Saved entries
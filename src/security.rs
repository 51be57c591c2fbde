use subtle::ConstantTimeEq;

/// Compare a secret presented by a caller with the configured one without
/// leaking how many leading bytes matched.
///
/// An empty configured secret never matches, so a blank `WEBHOOK_SECRET`
/// cannot be satisfied by omitting the header.
pub fn constant_time_compare(provided: &str, expected: &str) -> bool {
    if expected.is_empty() || provided.len() != expected.len() {
        return false;
    }
    provided.as_bytes().ct_eq(expected.as_bytes()).into()
}
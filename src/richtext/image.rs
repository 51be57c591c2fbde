//! Image node layout attributes.
//!
//! Width is stored as a percentage of the editor column, height as the pixel
//! value that keeps the original aspect ratio at that width. Alignment decides
//! between block-centering and floating.

use serde::{Deserialize, Deserializer, Serialize};

const DEFAULT_WIDTH: &str = "100%";
const DEFAULT_HEIGHT: &str = "auto";

/// Horizontal placement of an image.
#[derive(Debug, Clone, Copy, PartialEq, Eq, Default, Serialize, Deserialize)]
#[serde(rename_all = "lowercase")]
pub enum Alignment {
    Left,
    #[default]
    Center,
    Right,
}

impl Alignment {
    fn margin(self) -> &'static str {
        match self {
            Alignment::Center => "0 auto",
            Alignment::Left | Alignment::Right => "0",
        }
    }

    fn float(self) -> &'static str {
        match self {
            Alignment::Center => "none",
            Alignment::Left => "left",
            Alignment::Right => "right",
        }
    }
}

/// Resize presets offered by the editor toolbar.
#[derive(Debug, Clone, Copy, PartialEq, Eq, Serialize, Deserialize)]
#[serde(rename_all = "lowercase")]
pub enum SizePreset {
    Small,
    Medium,
    Large,
    Full,
}

impl SizePreset {
    /// Width as a percentage of the container.
    pub fn percent(self) -> u32 {
        match self {
            SizePreset::Small => 25,
            SizePreset::Medium => 50,
            SizePreset::Large => 75,
            SizePreset::Full => 100,
        }
    }
}

/// Attributes of an `image` node.
#[derive(Debug, Clone, PartialEq, Eq, Serialize, Deserialize)]
pub struct ImageAttrs {
    pub src: String,
    #[serde(default, skip_serializing_if = "Option::is_none")]
    pub alt: Option<String>,
    #[serde(default, skip_serializing_if = "Option::is_none")]
    pub title: Option<String>,
    #[serde(default = "default_width", deserialize_with = "width_or_default")]
    pub width: String,
    #[serde(default = "default_height", deserialize_with = "height_or_default")]
    pub height: String,
    #[serde(default, deserialize_with = "null_as_default")]
    pub alignment: Alignment,
}

impl ImageAttrs {
    /// A freshly inserted image: full width, natural height, centered.
    pub fn new(src: impl Into<String>) -> Self {
        Self {
            src: src.into(),
            alt: None,
            title: None,
            width: default_width(),
            height: default_height(),
            alignment: Alignment::Center,
        }
    }

    /// Apply a size preset for an editor column `container_width` pixels wide.
    ///
    /// Returns `false` and leaves the attributes untouched when the aspect
    /// ratio is unknown (zero, negative or not finite).
    pub fn resize(&mut self, preset: SizePreset, container_width: f64, aspect_ratio: f64) -> bool {
        if !aspect_ratio.is_finite() || aspect_ratio <= 0.0 || !container_width.is_finite() {
            return false;
        }

        let percent = preset.percent();
        let numeric_width = f64::from(percent) * container_width / 100.0;
        self.width = format!("{}%", percent);
        self.height = format!("{}px", numeric_width / aspect_ratio);
        true
    }

    pub fn align(&mut self, alignment: Alignment) {
        self.alignment = alignment;
    }

    /// Inline CSS used when the image is displayed.
    pub fn style(&self) -> String {
        format!(
            "width: {}; height: {}; display: block; margin: {}; float: {};",
            self.width,
            self.height,
            self.alignment.margin(),
            self.alignment.float()
        )
    }
}

fn default_width() -> String {
    DEFAULT_WIDTH.to_string()
}

fn default_height() -> String {
    DEFAULT_HEIGHT.to_string()
}

// Editors persist unset attributes as `null`; treat those like absent ones.

fn width_or_default<'de, D: Deserializer<'de>>(deserializer: D) -> Result<String, D::Error> {
    Ok(Option::<String>::deserialize(deserializer)?.unwrap_or_else(default_width))
}

fn height_or_default<'de, D: Deserializer<'de>>(deserializer: D) -> Result<String, D::Error> {
    Ok(Option::<String>::deserialize(deserializer)?.unwrap_or_else(default_height))
}

fn null_as_default<'de, D, T>(deserializer: D) -> Result<T, D::Error>
where
    D: Deserializer<'de>,
    T: Default + Deserialize<'de>,
{
    Ok(Option::<T>::deserialize(deserializer)?.unwrap_or_default())
}
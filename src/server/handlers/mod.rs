//! HTTP handlers.

pub mod admin;
pub mod auth;
pub mod docs;
pub mod hooks;
pub mod navigation;
pub mod pages;
pub mod portfolio;
pub mod ws;

use crate::i18n::Language;
use crate::richtext::{render_html, Document};

/// Pick the document for the display language and render it.
///
/// Same rule as for plain text fields: the native document is used only when
/// it exists and has content.
pub(crate) fn localized_html(
    language: Language,
    english: Option<Document>,
    native: Option<Document>,
) -> Option<String> {
    localized_doc(language, english, native).map(|doc| render_html(&doc))
}

pub(crate) fn localized_doc(
    language: Language,
    english: Option<Document>,
    native: Option<Document>,
) -> Option<Document> {
    match (language, native) {
        (Language::Native, Some(doc)) if !doc.is_empty() => Some(doc),
        _ => english,
    }
}
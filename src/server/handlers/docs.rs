use axum::Json;
use serde::Serialize;

use crate::content::{page, Page};
use crate::i18n::Language;
use crate::server::context::ViewContext;
use crate::server::error::AppError;

/// Response for GET /api/docs.
#[derive(Debug, Serialize)]
pub struct DocsResponse {
    heading: &'static str,
    pages: Vec<DocEntry>,
}

#[derive(Debug, Serialize)]
pub struct DocEntry {
    id: String,
    title: String,
    /// Plain-text summary of the description.
    #[serde(skip_serializing_if = "Option::is_none")]
    summary: Option<String>,
    href: String,
    only_for_admin: bool,
}

impl DocEntry {
    fn new(page: &Page, language: Language) -> Self {
        let summary = super::localized_doc(
            language,
            page.description_doc(),
            page.description_native_doc(),
        )
        .map(|doc| doc.plain_text())
        .filter(|text| !text.trim().is_empty());

        Self {
            id: page.id.clone(),
            title: language
                .pick(&page.title, page.title_native.as_deref())
                .to_string(),
            summary,
            href: format!("/{}", page.slug),
            only_for_admin: page.only_for_admin,
        }
    }
}

/// Handle GET /api/docs: root pages, newest first.
pub async fn list_docs(ctx: ViewContext) -> Result<Json<DocsResponse>, AppError> {
    let pages = page::list_docs(&ctx.store, ctx.audience())
        .await
        .map_err(|e| AppError::failed(ctx.strings.load_page_failed, e))?;

    Ok(Json(DocsResponse {
        heading: ctx.strings.docs_heading,
        pages: pages
            .iter()
            .map(|page| DocEntry::new(page, ctx.language))
            .collect(),
    }))
}

#[cfg(test)]
mod tests {
    use super::*;
    use crate::richtext::Document;

    #[test]
    fn test_doc_entry_summary_from_rich_text() {
        let page = Page {
            id: "1".to_string(),
            title: "Intro".to_string(),
            slug: "intro".to_string(),
            description: Some(Document::plain("First steps").to_json_string().unwrap()),
            description_native: Some("առաջին քայլեր".to_string()),
            ..Page::default()
        };

        let en = DocEntry::new(&page, Language::English);
        assert_eq!(en.summary.as_deref(), Some("First steps"));
        assert_eq!(en.href, "/intro");

        let native = DocEntry::new(&page, Language::Native);
        assert_eq!(native.summary.as_deref(), Some("առաջին քայլեր"));
        assert_eq!(native.title, "Intro");
    }

    #[test]
    fn test_doc_entry_without_description() {
        let page = Page {
            id: "1".to_string(),
            title: "Intro".to_string(),
            slug: "intro".to_string(),
            ..Page::default()
        };
        let json = serde_json::to_value(DocEntry::new(&page, Language::English)).unwrap();
        assert!(json.get("summary").is_none());
    }
}
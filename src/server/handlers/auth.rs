use std::sync::Arc;

use axum::extract::State;
use axum::http::StatusCode;
use axum::Json;
use serde::{Deserialize, Serialize};
use tracing::{info, warn};

use crate::store::{Session, StoreError, User};
use crate::server::context::{AdminSession, ViewContext};
use crate::server::error::AppError;
use crate::server::state::AppState;

#[derive(Debug, Deserialize)]
pub struct LoginRequest {
    pub email: String,
    pub password: String,
}

#[derive(Debug, Serialize)]
pub struct SessionResponse {
    #[serde(skip_serializing_if = "Option::is_none")]
    user: Option<User>,
}

/// Handle POST /api/auth/login.
pub async fn login(
    State(state): State<Arc<AppState>>,
    ctx: ViewContext,
    Json(request): Json<LoginRequest>,
) -> Result<Json<Session>, AppError> {
    match state.store.sign_in(request.email.trim(), &request.password).await {
        Ok(session) => Ok(Json(session)),
        Err(e @ StoreError::Api { status, .. }) if status.is_client_error() => {
            info!("Rejected sign-in: {}", e);
            Err(AppError::Unauthorized(ctx.strings.sign_in_failed))
        }
        Err(e) => Err(AppError::failed(ctx.strings.sign_in_failed, e.into())),
    }
}

/// Handle POST /api/auth/logout.
pub async fn logout(session: AdminSession) -> StatusCode {
    // The token expires on its own if revocation fails
    if let Err(e) = session.ctx.store.sign_out().await {
        warn!("Sign-out for {} failed: {}", session.user.id, e);
    }
    StatusCode::NO_CONTENT
}

/// Handle GET /api/auth/session.
pub async fn current_session(ctx: ViewContext) -> Json<SessionResponse> {
    Json(SessionResponse { user: ctx.user })
}
use reqwest::{RequestBuilder, Response};
use serde::de::DeserializeOwned;
use serde::Serialize;
use tracing::debug;

use super::{Query, StoreError, StoreResult};
use crate::config::Config;

/// HTTP client for the content store.
///
/// Cheap to clone. Requests go out with the anon key unless a user access
/// token has been attached with [`StoreClient::with_access_token`], in which
/// case row-level security sees the signed-in user.
#[derive(Debug, Clone)]
pub struct StoreClient {
    http: reqwest::Client,
    base_url: String,
    anon_key: String,
    access_token: Option<String>,
}

impl StoreClient {
    pub fn new(base_url: impl Into<String>, anon_key: impl Into<String>) -> Self {
        Self {
            http: reqwest::Client::new(),
            base_url: base_url.into().trim_end_matches('/').to_string(),
            anon_key: anon_key.into(),
            access_token: None,
        }
    }

    pub fn from_config(config: &Config) -> Self {
        Self::new(&config.supabase_url, &config.supabase_anon_key)
    }

    /// A copy of this client acting on behalf of a signed-in user.
    pub fn with_access_token(&self, token: impl Into<String>) -> Self {
        Self {
            access_token: Some(token.into()),
            ..self.clone()
        }
    }

    pub fn base_url(&self) -> &str {
        &self.base_url
    }

    pub(crate) fn http(&self) -> &reqwest::Client {
        &self.http
    }

    /// Attach `apikey` and the bearer token.
    pub(crate) fn authorize(&self, request: RequestBuilder) -> RequestBuilder {
        let bearer = self.access_token.as_deref().unwrap_or(&self.anon_key);
        request
            .header("apikey", &self.anon_key)
            .bearer_auth(bearer)
    }

    fn rest_url(&self, table: &str) -> String {
        format!("{}/rest/v1/{}", self.base_url, table)
    }

    /// Turn a non-success response into a `StoreError::Api`.
    pub(crate) async fn check(response: Response) -> StoreResult<Response> {
        if response.status().is_success() {
            return Ok(response);
        }
        let status = response.status();
        let body = response.text().await.unwrap_or_default();
        Err(StoreError::from_body(status, &body))
    }

    async fn decode<T: DeserializeOwned>(response: Response) -> StoreResult<T> {
        let bytes = response.bytes().await?;
        Ok(serde_json::from_slice(&bytes)?)
    }

    /// Run a read query.
    pub async fn select<T: DeserializeOwned>(&self, query: &Query) -> StoreResult<Vec<T>> {
        debug!("Selecting from {}", query.table_name());
        let request = self
            .http
            .get(self.rest_url(query.table_name()))
            .query(&query.to_params());
        let response = self.authorize(request).send().await?;
        let response = Self::check(response).await?;
        Self::decode(response).await
    }

    /// Run a read query expecting at most one row.
    pub async fn select_optional<T: DeserializeOwned>(
        &self,
        query: &Query,
    ) -> StoreResult<Option<T>> {
        let rows = self.select(&query.clone().limit(1)).await?;
        Ok(rows.into_iter().next())
    }

    /// Insert one row and return it as stored.
    pub async fn insert<B, T>(&self, table: &str, row: &B) -> StoreResult<T>
    where
        B: Serialize + ?Sized,
        T: DeserializeOwned,
    {
        debug!("Inserting into {}", table);
        let request = self
            .http
            .post(self.rest_url(table))
            .header("Prefer", "return=representation")
            .json(&[row]);
        let response = self.authorize(request).send().await?;
        let response = Self::check(response).await?;
        let rows: Vec<T> = Self::decode(response).await?;
        rows.into_iter()
            .next()
            .ok_or_else(|| StoreError::NotFound(format!("inserted {} row", table)))
    }

    /// Patch every row matching the query's filters and return them.
    pub async fn update<B, T>(&self, query: &Query, changes: &B) -> StoreResult<Vec<T>>
    where
        B: Serialize + ?Sized,
        T: DeserializeOwned,
    {
        if !query.has_filters() {
            return Err(StoreError::UnfilteredMutation("update"));
        }
        debug!("Updating {}", query.table_name());
        let request = self
            .http
            .patch(self.rest_url(query.table_name()))
            .query(&query.filter_params())
            .header("Prefer", "return=representation")
            .json(changes);
        let response = self.authorize(request).send().await?;
        let response = Self::check(response).await?;
        Self::decode(response).await
    }

    /// Delete every row matching the query's filters.
    pub async fn delete(&self, query: &Query) -> StoreResult<()> {
        if !query.has_filters() {
            return Err(StoreError::UnfilteredMutation("delete"));
        }
        debug!("Deleting from {}", query.table_name());
        let request = self
            .http
            .delete(self.rest_url(query.table_name()))
            .query(&query.filter_params());
        let response = self.authorize(request).send().await?;
        Self::check(response).await?;
        Ok(())
    }
}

- [Directions]: What you should output is every line of the records above, from the first through the line containing "#[derive(Debug, Clone, PartialEq, Eq, Serialize, Deserialize)]", unchanged.

- [Final answer]:
filename src/security.rs
repository 51be57c591c2fbde
use subtle::ConstantTimeEq;

/// Compare a secret presented by a caller with the configured one without
/// leaking how many leading bytes matched.
///
/// An empty configured secret never matches, so a blank `WEBHOOK_SECRET`
/// cannot be satisfied by omitting the header.
pub fn constant_time_compare(provided: &str, expected: &str) -> bool {
    if expected.is_empty() || provided.len() != expected.len() {
        return false;
    }
    provided.as_bytes().ct_eq(expected.as_bytes()).into()
}
filename src/richtext/image.rs
repository 51be57c591c2fbde
//! Image node layout attributes.
//!
//! Width is stored as a percentage of the editor column, height as the pixel
//! value that keeps the original aspect ratio at that width. Alignment decides
//! between block-centering and floating.

use serde::{Deserialize, Deserializer, Serialize};

const DEFAULT_WIDTH: &str = "100%";
const DEFAULT_HEIGHT: &str = "auto";

/// Horizontal placement of an image.
#[derive(Debug, Clone, Copy, PartialEq, Eq, Default, Serialize, Deserialize)]
#[serde(rename_all = "lowercase")]
pub enum Alignment {
    Left,
    #[default]
    Center,
    Right,
}

impl Alignment {
    fn margin(self) -> &'static str {
        match self {
            Alignment::Center => "0 auto",
            Alignment::Left | Alignment::Right => "0",
        }
    }

    fn float(self) -> &'static str {
        match self {
            Alignment::Center => "none",
            Alignment::Left => "left",
            Alignment::Right => "right",
        }
    }
}

/// Resize presets offered by the editor toolbar.
#[derive(Debug, Clone, Copy, PartialEq, Eq, Serialize, Deserialize)]
#[serde(rename_all = "lowercase")]
pub enum SizePreset {
    Small,
    Medium,
    Large,
    Full,
}

impl SizePreset {
    /// Width as a percentage of the container.
    pub fn percent(self) -> u32 {
        match self {
            SizePreset::Small => 25,
            SizePreset::Medium => 50,
            SizePreset::Large => 75,
            SizePreset::Full => 100,
        }
    }
}

/// Attributes of an `image` node.
#[derive(Debug, Clone, PartialEq, Eq, Serialize, Deserialize)]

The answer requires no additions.